To steal a line from Shakespeare, this blog is about: two services, both alike in dignity, in fair organisations where we lay our scene - two fading service houses, Human Resources and Knowledge Management. My message, if you don’t disrupt yourselves, others will do it for you.

Both of these service centres were once crown jewels in many organisations - both, coincidently, during the dot-com era when organisations had a thirst for talent and knowledge retention was the rallying cry from leadership. Both have experienced decline since the turn of the Millennium and both have been severely hit by the Great Recession of 2008. Why? Organisation leaders just don’t see the value in their services; both sets of service providers have rested on their laurels and are blinkered to the needs of the organisations they exist to serve.
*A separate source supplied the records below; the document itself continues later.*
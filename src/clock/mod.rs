//! Turn clock
//!
//! Counts down the time a team has for its turn on a dedicated thread. The main
//! loop only reads [`TurnClock::display_string`] and toggles the run state; the
//! clock thread owns the elapsed counter and the display text.

pub mod format;

pub use format::{format_millis, format_short, format_short_with_limit, FormatError, SHORT_FORMAT_LIMIT_MS};

use crossbeam_channel::{bounded, Receiver, RecvTimeoutError, Sender, TrySendError};
use parking_lot::Mutex;
use std::sync::Arc;
use std::thread::{self, JoinHandle};
use std::time::{Duration, Instant};
use thiserror::Error;
use tracing::{debug, info, trace, warn};

use crate::delegate::{DispatchPolicy, Function0Delegate};

#[derive(Debug, Error)]
pub enum ClockError {
    #[error("turn time is infinite, there is no remaining time")]
    InfiniteTurn,
    #[error("failed to spawn turn clock thread: {0}")]
    Spawn(#[from] std::io::Error),
}

/// Turn time choices offered before a game starts
#[derive(Debug, Clone, Copy, PartialEq, Eq, Default)]
pub enum TurnTimePreset {
    TenMinutes,
    FiveMinutes,
    ThreeMinutes,
    #[default]
    TwoMinutes,
    OneMinute,
    FortySeconds,
}

impl TurnTimePreset {
    pub const ALL: [TurnTimePreset; 6] = [
        TurnTimePreset::TenMinutes,
        TurnTimePreset::FiveMinutes,
        TurnTimePreset::ThreeMinutes,
        TurnTimePreset::TwoMinutes,
        TurnTimePreset::OneMinute,
        TurnTimePreset::FortySeconds,
    ];

    pub fn duration(&self) -> Duration {
        match self {
            TurnTimePreset::TenMinutes => Duration::from_secs(10 * 60),
            TurnTimePreset::FiveMinutes => Duration::from_secs(5 * 60),
            TurnTimePreset::ThreeMinutes => Duration::from_secs(3 * 60),
            TurnTimePreset::TwoMinutes => Duration::from_secs(2 * 60),
            TurnTimePreset::OneMinute => Duration::from_secs(60),
            TurnTimePreset::FortySeconds => Duration::from_secs(40),
        }
    }

    /// Display label for the selection box
    pub fn label(&self) -> &'static str {
        match self {
            TurnTimePreset::TenMinutes => "10 min",
            TurnTimePreset::FiveMinutes => "5 min",
            TurnTimePreset::ThreeMinutes => "3 min",
            TurnTimePreset::TwoMinutes => "2 min",
            TurnTimePreset::OneMinute => "1 min",
            TurnTimePreset::FortySeconds => "40 sec",
        }
    }
}

/// Turn clock configuration
#[derive(Debug, Clone)]
pub struct ClockConfig {
    /// Time per turn, `None` for an unbounded turn
    pub turn_duration: Option<Duration>,
    /// Sampling interval while running
    pub tick_interval: Duration,
    /// Sleep interval while stopped
    pub idle_interval: Duration,
    /// Failure policy of the "time over" delegate
    pub dispatch_policy: DispatchPolicy,
}

impl Default for ClockConfig {
    fn default() -> Self {
        Self {
            turn_duration: Some(TurnTimePreset::default().duration()),
            tick_interval: Duration::from_millis(5),
            idle_interval: Duration::from_millis(15),
            dispatch_policy: DispatchPolicy::default(),
        }
    }
}

/// Shortest wait between two samples; zero would spin the clock thread
const MIN_INTERVAL: Duration = Duration::from_millis(1);

enum ClockSignal {
    Wake,
    Shutdown,
}

#[derive(Debug)]
struct ClockState {
    running: bool,
    elapsed: Duration,
    last_sample: Option<Instant>,
    turn_duration: Option<Duration>,
    display: String,
    /// Set once "time over" has been reported for the current turn
    expiry_reported: bool,
}

impl ClockState {
    fn new(turn_duration: Option<Duration>) -> Self {
        let initial = turn_duration.map(as_millis).unwrap_or(0);
        Self {
            running: false,
            elapsed: Duration::ZERO,
            last_sample: None,
            turn_duration,
            display: format_millis(initial),
            expiry_reported: false,
        }
    }

    /// Accumulate time up to `now`. Returns true when the turn has just expired
    /// and the expiry has not been reported yet.
    fn advance(&mut self, now: Instant) -> bool {
        if !self.running {
            return false;
        }
        if let Some(previous) = self.last_sample {
            self.elapsed += now.saturating_duration_since(previous);
        }
        self.last_sample = Some(now);

        match self.turn_duration {
            Some(turn) if self.elapsed >= turn => {
                self.running = false;
                self.last_sample = None;
                self.display = format_millis(0);
                !std::mem::replace(&mut self.expiry_reported, true)
            }
            Some(turn) => {
                self.display = format_millis(as_millis(turn - self.elapsed));
                false
            }
            // Unbounded turns count up
            None => {
                self.display = format_millis(as_millis(self.elapsed));
                false
            }
        }
    }
}

fn as_millis(duration: Duration) -> i64 {
    i64::try_from(duration.as_millis()).unwrap_or(i64::MAX)
}

struct ClockShared {
    state: Mutex<ClockState>,
    on_time_over: Function0Delegate,
}

/// Countdown timer running on its own thread
pub struct TurnClock {
    shared: Arc<ClockShared>,
    signals: Sender<ClockSignal>,
    handle: Mutex<Option<JoinHandle<()>>>,
}

impl TurnClock {
    /// Spawn the clock thread. The clock starts stopped.
    pub fn spawn(config: ClockConfig) -> Result<Self, ClockError> {
        let shared = Arc::new(ClockShared {
            state: Mutex::new(ClockState::new(config.turn_duration)),
            on_time_over: Function0Delegate::with_policy(config.dispatch_policy),
        });
        let (signals, receiver) = bounded(1);
        let tick_interval = config.tick_interval.max(MIN_INTERVAL);
        let idle_interval = config.idle_interval.max(MIN_INTERVAL);

        let thread_shared = shared.clone();
        let handle = thread::Builder::new()
            .name("turn-clock".to_string())
            .spawn(move || {
                run_clock(thread_shared, receiver, tick_interval, idle_interval)
            })?;

        Ok(Self {
            shared,
            signals,
            handle: Mutex::new(Some(handle)),
        })
    }

    /// Let the time run. No-op if already running.
    pub fn start(&self) {
        {
            let mut state = self.shared.state.lock();
            if state.running {
                return;
            }
            state.running = true;
            state.last_sample = Some(Instant::now());
        }
        info!("Turn clock started");
        // Cut the idle sleep short; a full buffer already holds a wake-up
        if let Err(TrySendError::Disconnected(_)) = self.signals.try_send(ClockSignal::Wake) {
            warn!("Turn clock thread is not running");
        }
    }

    /// Freeze the time. No-op if already stopped.
    pub fn stop(&self) {
        let mut state = self.shared.state.lock();
        if state.running {
            state.running = false;
            state.last_sample = None;
            info!("Turn clock stopped");
        }
    }

    /// Zero the elapsed time without touching the run state.
    ///
    /// The display text is refreshed by the next tick, so a stopped clock keeps
    /// showing its last value until it is started again.
    pub fn reset(&self) {
        let mut state = self.shared.state.lock();
        state.elapsed = Duration::ZERO;
        state.expiry_reported = false;
        if state.running {
            state.last_sample = Some(Instant::now());
        }
        debug!("Turn clock reset");
    }

    pub fn is_running(&self) -> bool {
        self.shared.state.lock().running
    }

    /// Time accumulated while running since the last reset
    pub fn elapsed(&self) -> Duration {
        self.shared.state.lock().elapsed
    }

    /// Text to draw, `MM:SS:mmm`
    pub fn display_string(&self) -> String {
        self.shared.state.lock().display.clone()
    }

    pub fn turn_duration(&self) -> Option<Duration> {
        self.shared.state.lock().turn_duration
    }

    /// Change the time per turn, `None` for unbounded turns. Takes effect on the
    /// next tick; a stopped clock at zero shows the new duration right away.
    pub fn set_turn_duration(&self, turn_duration: Option<Duration>) {
        let mut state = self.shared.state.lock();
        state.turn_duration = turn_duration;
        state.expiry_reported = false;
        if !state.running && state.elapsed.is_zero() {
            state.display = format_millis(turn_duration.map(as_millis).unwrap_or(0));
        }
        info!("Turn duration set to {:?}", turn_duration);
    }

    pub fn is_turn_time_infinite(&self) -> bool {
        self.shared.state.lock().turn_duration.is_none()
    }

    /// Time left in the current turn.
    ///
    /// Fails with [`ClockError::InfiniteTurn`] when no turn duration is set.
    pub fn remaining(&self) -> Result<Duration, ClockError> {
        let state = self.shared.state.lock();
        let turn = state.turn_duration.ok_or(ClockError::InfiniteTurn)?;
        Ok(turn.saturating_sub(state.elapsed))
    }

    /// Fired on the clock thread, once per expiry
    pub fn on_time_over(&self) -> &Function0Delegate {
        &self.shared.on_time_over
    }

    /// Stop the clock thread and wait for it to exit. Idempotent.
    pub fn shutdown(&self) {
        let Some(handle) = self.handle.lock().take() else {
            return;
        };
        let _ = self.signals.send(ClockSignal::Shutdown);
        if handle.join().is_err() {
            warn!("Turn clock thread panicked");
        }
    }
}

impl Drop for TurnClock {
    fn drop(&mut self) {
        self.shutdown();
    }
}

fn run_clock(
    shared: Arc<ClockShared>,
    signals: Receiver<ClockSignal>,
    tick_interval: Duration,
    idle_interval: Duration,
) {
    debug!("Turn clock thread started");
    loop {
        let (expired, running) = {
            let mut state = shared.state.lock();
            let expired = state.advance(Instant::now());
            (expired, state.running)
        };

        if expired {
            info!("Turn time is over");
            shared.on_time_over.fire();
        }

        let wait = if running { tick_interval } else { idle_interval };
        match signals.recv_timeout(wait) {
            Err(RecvTimeoutError::Timeout) => {}
            Ok(ClockSignal::Wake) => trace!("Turn clock woken early"),
            Ok(ClockSignal::Shutdown) => break,
            Err(RecvTimeoutError::Disconnected) => {
                warn!("Turn clock control channel closed");
                break;
            }
        }
    }
    debug!("Turn clock thread exiting");
}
For over twenty-five years, Knowledge Management has served up the same methods, the same solutions and with the same results - failure and dissatisfaction; for example, take a look at Thomas Davenport’s review of the field. The need for a coordinated effort around an organisation’s knowledge capability is not really in doubt, but the methods and education in the field is out-of-step with the environment. This is because the development of “human”, “social” and “intellectual” capitals (the drivers of new financial reporting models, such as the international integrated reporting framework) requires a holistic coordination driven approach to an organisation’s knowledge “capability”, not “management”. This is a fundamental challenge that KM service centres just don't seem to grasp.

The same is happening with HR. For the last twenty-five to thirty years, HR has been talking about becoming more strategic in order to improve its value to the wider organisation. Well, that failed. Read the July/August edition of Harvard Business review, with a cover that asks, “is it time to blow up HR and build something new?” The complaints within HR are much the same as for Knowledge Management, a service provider that has lost touch with the ever changing environment it exists to serve - misaligned understanding, methods and services. Again, the need for HR to influence human behaviour with organisations, in order to deliver ongoing capability that sustains human, social and intellectual capital development is perhaps more relevant today than ever before. The problem is that the vast majority of current HR service provision does not develop such capability. As with KM, the function itself is not agile, the services it provides are not agile, so how does it contribute to an agile organisation?

Some deny that there is a problem in the first place. Such people, and their service centres, cannot see the need for change and therefore will resist the need to adapt. These people and their service centres will become obsolete. As night becomes day, it is just a matter of time. The only way to stop this is for KM and HR to fight blind ignorance founded upon fast fading successes of the past. HR and KM, as service providers, need to disrupt themselves from their malaise before organisational leaders do the disrupting for them.

The warning signs are amplifying. Disruption is massing on the horizon. The question is, will you be the disruptor or the disrupted?